The present application is based on and claims the benefit of the earlier filing date of Japanese Patent Application No.2004-025596 filed on Feb. 2, 2004, the entire contents of which are hereby incorporated by reference.

Claims

1. A vapor deposition mask, comprising:

a plate member;

a first concave pattern provided at a first surface of the plate member;

a second concave pattern provided at a second surface of the plate member on the opposite side of the plate member; and

a through hole pattern provided at a meeting portion of the first concave pattern and the second concave pattern; wherein

a shape of the through hole pattern is arranged to be different from a shape of the first concave pattern and a shape of the second concave pattern.

2. The vapor deposition mask as claimed in claim 1, wherein at least one of the first concave pattern and the second concave pattern corresponds to a striped pattern.

3. The vapor deposition mask as claimed in claim 1, wherein the plate member is formed by at least two different types of materials having differing etching characteristics that are arranged into a laminated structure.

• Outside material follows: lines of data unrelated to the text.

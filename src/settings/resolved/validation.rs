use cinefind::tui::style;

use super::{ConfigError, ConfigSources, ResolvedConfig};

pub(super) fn validate(
	config: &ResolvedConfig,
	sources: &ConfigSources,
) -> Result<(), ConfigError> {
	if let Some(theme) = &config.theme
		&& style::by_name(theme).is_none()
	{
		return Err(ConfigError::invalid(
			"ui.theme",
			theme.clone(),
			sources.source_for_theme(),
			format!("unknown theme; expected one of {}", style::names().join(", ")),
		));
	}

	if config.toast_ttl.is_zero() {
		return Err(ConfigError::invalid(
			"ui.toast_seconds",
			"0",
			sources.source_for_toast_seconds(),
			"must be at least 1",
		));
	}

	let base_url = &config.api.base_url;
	if !(base_url.starts_with("http://") || base_url.starts_with("https://")) {
		return Err(ConfigError::invalid(
			"api.base_url",
			base_url.clone(),
			sources.source_for_base_url(),
			"must be an http:// or https:// URL",
		));
	}

	Ok(())
}
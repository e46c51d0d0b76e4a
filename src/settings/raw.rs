use std::env;
use std::path::PathBuf;
use std::time::Duration;

use anyhow::{Error, Result};
use cinefind::app_dirs;
use cinefind::catalog::{DEFAULT_BASE_URL, TmdbConfig};
use cinefind::logging::{DEFAULT_FILE_NAME, DEFAULT_LEVEL};
use serde::Deserialize;

use super::resolved::{ConfigSources, ResolvedConfig, SettingSource};
use crate::cli::CliArgs;

const DEFAULT_TOAST_SECONDS: u64 = 4;

/// Mirror of the configuration file representation before CLI overrides and
/// validation are applied.
#[derive(Debug, Clone, Default, Deserialize)]
#[serde(default)]
pub(super) struct RawConfig {
	api: ApiSection,
	ui: UiSection,
	logging: LoggingSection,
}

#[derive(Debug, Clone, Default, Deserialize)]
#[serde(default)]
struct ApiSection {
	base_url: Option<String>,
	token: Option<String>,
}

#[derive(Debug, Clone, Default, Deserialize)]
#[serde(default)]
struct UiSection {
	theme: Option<String>,
	prompt: Option<String>,
	initial_query: Option<String>,
	toast_seconds: Option<u64>,
}

#[derive(Debug, Clone, Default, Deserialize)]
#[serde(default)]
struct LoggingSection {
	level: Option<String>,
	file: Option<PathBuf>,
}

impl RawConfig {
	/// Apply CLI overrides on top of the raw configuration values.
	pub(super) fn apply_cli_overrides(&mut self, cli: &CliArgs) {
		override_with(&mut self.api.token, cli.token.clone());
		override_with(&mut self.api.base_url, cli.api_url.clone());
		override_with(&mut self.ui.theme, cli.theme.clone());
		override_with(&mut self.ui.prompt, cli.title.clone());
		override_with(&mut self.ui.initial_query, cli.initial_query.clone());
		override_with(&mut self.ui.toast_seconds, cli.toast_seconds);
		override_with(&mut self.logging.level, cli.log_level.clone());
		override_with(&mut self.logging.file, cli.log_file.clone());
	}

	/// Convert into a [`ResolvedConfig`], filling defaults and validating.
	///
	/// A missing token is not an error here; the catalogue client rejects it
	/// when it is constructed.
	pub(super) fn resolve(self, cli: &CliArgs) -> Result<ResolvedConfig> {
		let sources = ConfigSources {
			theme: detect_source(
				cli.theme.is_some(),
				self.ui.theme.is_some(),
				"CINEFIND__UI__THEME",
				"--theme",
				"ui.theme",
			),
			toast_seconds: detect_source(
				cli.toast_seconds.is_some(),
				self.ui.toast_seconds.is_some(),
				"CINEFIND__UI__TOAST_SECONDS",
				"--toast-seconds",
				"ui.toast_seconds",
			),
			base_url: detect_source(
				cli.api_url.is_some(),
				self.api.base_url.is_some(),
				"CINEFIND__API__BASE_URL",
				"--api-url",
				"api.base_url",
			),
		};

		let base_url = non_blank(self.api.base_url).unwrap_or_else(|| DEFAULT_BASE_URL.to_string());
		let api = TmdbConfig::new(non_blank(self.api.token)).with_base_url(base_url);
		let log_file = self.logging.file.or_else(|| {
			app_dirs::get_data_dir()
				.ok()
				.map(|dir| dir.join(DEFAULT_FILE_NAME))
		});

		let config = ResolvedConfig {
			api,
			theme: non_blank(self.ui.theme),
			prompt: non_blank(self.ui.prompt),
			initial_query: non_blank(self.ui.initial_query),
			toast_ttl: Duration::from_secs(self.ui.toast_seconds.unwrap_or(DEFAULT_TOAST_SECONDS)),
			log_level: non_blank(self.logging.level).unwrap_or_else(|| DEFAULT_LEVEL.to_string()),
			log_file,
		};

		config.validate(&sources).map_err(Error::new)?;

		Ok(config)
	}
}

fn override_with<T>(slot: &mut Option<T>, value: Option<T>) {
	if value.is_some() {
		*slot = value;
	}
}

fn non_blank(value: Option<String>) -> Option<String> {
	value
		.map(|value| value.trim().to_string())
		.filter(|value| !value.is_empty())
}

fn detect_source(
	cli_present: bool,
	value_present: bool,
	env_var: &'static str,
	cli_flag: &'static str,
	key: &'static str,
) -> Option<SettingSource> {
	if !value_present {
		return None;
	}

	if cli_present {
		return Some(SettingSource::CliFlag(cli_flag));
	}

	if env::var_os(env_var).is_some() {
		return Some(SettingSource::Environment(env_var));
	}

	Some(SettingSource::ConfigKey(key))
}
use async_trait::async_trait;

use crate::error::CatalogError;
use crate::movie::MoviePage;
use crate::request::SearchRequest;

/// Anything that can answer a paginated movie search.
///
/// Every call is an independent request: implementations must not cache,
/// retry, or reorder results on behalf of the caller.
#[async_trait]
pub trait MovieSource: Send + Sync {
	async fn search(&self, request: &SearchRequest) -> Result<MoviePage, CatalogError>;
}
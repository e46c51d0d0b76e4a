use anyhow::Result;
use cinefind_tui::components::overlay_area;
use ratatui::crossterm::event::{
	KeyCode, KeyEvent, KeyModifiers, MouseButton, MouseEvent, MouseEventKind,
};
use ratatui::layout::Position;

use super::App;
use super::modal::ModalAction;
use super::state::Focus;
use crate::outcome::SearchOutcome;

impl<'a> App<'a> {
	pub(crate) fn handle_key(&mut self, key: KeyEvent) -> Result<Option<SearchOutcome>> {
		if key.modifiers.contains(KeyModifiers::CONTROL) && key.code == KeyCode::Char('c') {
			return Ok(Some(self.cancelled()));
		}

		if let Some(session) = &self.overlay {
			match session.route(key) {
				ModalAction::Close => self.close_overlay(),
				ModalAction::Accept => {
					if let Some(movie) = self.coordinator.selection().cloned() {
						tracing::info!(movie = movie.id, title = %movie.title, "movie accepted");
						self.overlay = None;
						return Ok(Some(SearchOutcome::accepted(self.submitted_query(), movie)));
					}
					self.close_overlay();
				}
				ModalAction::Ignore => {}
			}
			return Ok(None);
		}

		if key.code == KeyCode::Tab {
			self.focus = self.focus.toggled();
			return Ok(None);
		}

		match self.focus {
			Focus::Input => self.handle_input_key(key),
			Focus::Grid => {
				self.handle_grid_key(key);
				Ok(None)
			}
		}
	}

	/// Wheel scrolls the grid, a click on a card opens it, and a click on the
	/// backdrop around the overlay closes it.
	pub(crate) fn handle_mouse(&mut self, mouse: MouseEvent) {
		let clicked = mouse.kind == MouseEventKind::Down(MouseButton::Left);
		if self.overlay.is_some() {
			let inside = overlay_area(self.screen).contains(Position::new(mouse.column, mouse.row));
			if clicked && !inside {
				self.close_overlay();
			}
			return;
		}
		if self.scroll_lock.is_locked() {
			return;
		}

		let len = self.coordinator.movies().len();
		match mouse.kind {
			MouseEventKind::ScrollDown => self.grid.move_down(len),
			MouseEventKind::ScrollUp => self.grid.move_up(len),
			_ if clicked => {
				if let Some(index) = self.grid.index_at(mouse.column, mouse.row, len) {
					self.grid.select(Some(index));
					self.focus = Focus::Grid;
					self.open_selected();
				}
			}
			_ => {}
		}
	}

	fn handle_input_key(&mut self, key: KeyEvent) -> Result<Option<SearchOutcome>> {
		match key.code {
			KeyCode::Esc => return Ok(Some(self.cancelled())),
			KeyCode::Enter => self.submit_input(),
			_ => {
				self.input.input(key);
			}
		}
		Ok(None)
	}

	fn handle_grid_key(&mut self, key: KeyEvent) {
		let len = self.coordinator.movies().len();
		let scrollable = !self.scroll_lock.is_locked();
		match key.code {
			KeyCode::Left if scrollable => self.grid.move_left(len),
			KeyCode::Right if scrollable => self.grid.move_right(len),
			KeyCode::Up if scrollable => self.grid.move_up(len),
			KeyCode::Down if scrollable => self.grid.move_down(len),
			KeyCode::Enter => self.open_selected(),
			KeyCode::Char(']') | KeyCode::PageDown => self.next_page(),
			KeyCode::Char('[') | KeyCode::PageUp => self.previous_page(),
			KeyCode::Esc => self.focus = Focus::Input,
			_ => {}
		}
	}

	fn cancelled(&self) -> SearchOutcome {
		SearchOutcome::cancelled(self.submitted_query())
	}
}
//! Movie catalogue types and the TMDB search gateway used by `cinefind`.
//!
//! The crate is the only network boundary of the application. It exposes the
//! [`MovieSource`] seam so the terminal front-end can be driven by the real
//! [`TmdbClient`] or by an in-memory source in tests.

pub mod error;
pub mod movie;
pub mod request;
pub mod source;
pub mod tmdb;

pub use error::{CatalogError, RequestError};
pub use movie::{Movie, MoviePage};
pub use request::{Page, Query, SearchRequest};
pub use source::MovieSource;
pub use tmdb::{DEFAULT_BASE_URL, TmdbClient, TmdbConfig};
//! Widgets composing the cinefind screen.

/// Movie detail popup.
pub mod detail;
/// Result card grid and its navigation state.
pub mod grid;
pub mod pagination;
/// Idle, loading, error and empty messages.
pub mod status;
pub mod toast;

pub use detail::{DetailOverlay, OVERLAY_PERCENT, centered_rect, overlay_area};
pub use grid::{GridState, MovieGrid, truncate_to_width};
pub use pagination::{PageSlot, Pagination, page_window};
pub use status::{BannerKind, StatusBanner};
pub use toast::{ToastStack, Toasts};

4. The vapor deposition mask as claimed in claim 1, wherein the plate member includes:

a first plate at which the first concave pattern is provided;

a second plate at which the second concave pattern is provided; and

a third plate provided between the first plate and the second plate and having an etching characteristic that is different from an etching characteristic of the first plate and an etching characteristic of the second plate.

5. The vapor deposition mask as claimed in claim 1, wherein:

the second surface corresponds to a surface facing opposite a deposition surface on which deposition surface a vapor deposition material is deposited; and

a depth of the second concave pattern is arranged to be shallower than the depth of the first concave pattern.

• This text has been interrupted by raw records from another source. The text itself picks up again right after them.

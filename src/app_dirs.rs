//! Resolve configuration and data directories for `cinefind`.
//!
//! Environment overrides win; otherwise the platform locations from the
//! `directories` crate are used.

use std::env;
use std::path::PathBuf;

use anyhow::{Result, anyhow};
use directories::ProjectDirs;

const QUALIFIER: &str = "io";
const ORGANIZATION: &str = "cinefind";
const APPLICATION: &str = "cinefind";

const CONFIG_DIR_ENV: &str = "CINEFIND_CONFIG_DIR";
const DATA_DIR_ENV: &str = "CINEFIND_DATA_DIR";

fn project_dirs() -> Result<ProjectDirs> {
	ProjectDirs::from(QUALIFIER, ORGANIZATION, APPLICATION)
		.ok_or_else(|| anyhow!("unable to determine project directories for cinefind"))
}

/// An empty value counts as unset.
fn dir_from_env(name: &str) -> Option<PathBuf> {
	let value = env::var_os(name)?;
	if value.is_empty() {
		None
	} else {
		Some(PathBuf::from(value))
	}
}

/// Directory holding the user's `config.toml`.
pub fn get_config_dir() -> Result<PathBuf> {
	if let Some(dir) = dir_from_env(CONFIG_DIR_ENV) {
		return Ok(dir);
	}

	Ok(project_dirs()?.config_local_dir().to_path_buf())
}

/// Directory for the log file.
pub fn get_data_dir() -> Result<PathBuf> {
	if let Some(dir) = dir_from_env(DATA_DIR_ENV) {
		return Ok(dir);
	}

	Ok(project_dirs()?.data_local_dir().to_path_buf())
}
use super::ResolvedConfig;

/// Lines of the `--print-config` report. The token is reported as present or
/// missing, never printed.
pub(super) fn summary_lines(config: &ResolvedConfig) -> Vec<String> {
	let mut lines = vec![
		"Effective configuration:".to_string(),
		format!("  API base URL: {}", config.api.base_url),
		format!("  API token: {}", token_status(config.api.token.as_deref())),
		format!(
			"  UI theme: {}",
			config.theme.as_deref().unwrap_or("(use the library default)")
		),
		format!("  Notification time: {}s", config.toast_ttl.as_secs()),
		format!("  Log level: {}", config.log_level),
	];
	match &config.log_file {
		Some(path) => lines.push(format!("  Log file: {}", path.display())),
		None => lines.push("  Log file: (disabled)".to_string()),
	}
	if let Some(prompt) = &config.prompt {
		lines.push(format!("  Prompt title: {prompt}"));
	}
	if let Some(query) = &config.initial_query {
		lines.push(format!("  Initial query: {query}"));
	}
	lines
}

fn token_status(token: Option<&str>) -> &'static str {
	match token {
		Some(token) if !token.trim().is_empty() => "set",
		_ => "missing",
	}
}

6. An organic EL display device manufacturing method, comprising the steps of:

forming a set of electrode patterns for providing a plurality of pixels on a deposition surface of a substrate; and

forming an organic light emitting layer corresponding to an electrode of the set of electrode patterns using a vapor deposition mask including a plate member, a first concave pattern provided at a first surface of the plate member, a second concave pattern provided at a second surface of the plate member on the opposite side of the plate member, and a through hole pattern provided at a meeting portion of the first concave pattern and the second concave pattern, wherein a shape of the through hole pattern is arranged to be different from a shape of the first concave pattern and a shape of the second concave pattern.

7. The organic EL display device manufacturing method as claimed in claim 6 further comprising arranging an area of the vapor deposition mask partitioning the second concave pattern to come into contact with an area of the vapor deposition surface of the substrate in between pixels or in between adjacent same-colored pixels of the deposition surface.

8. A method of making a vapor deposition mask, comprising:

forming first and second concave patterns at opposite sides of a plate member;

forming a through hole pattern at a meeting portion of the first and second concave patterns, the through hole pattern having a shape different from the shape of the first and second concave patterns.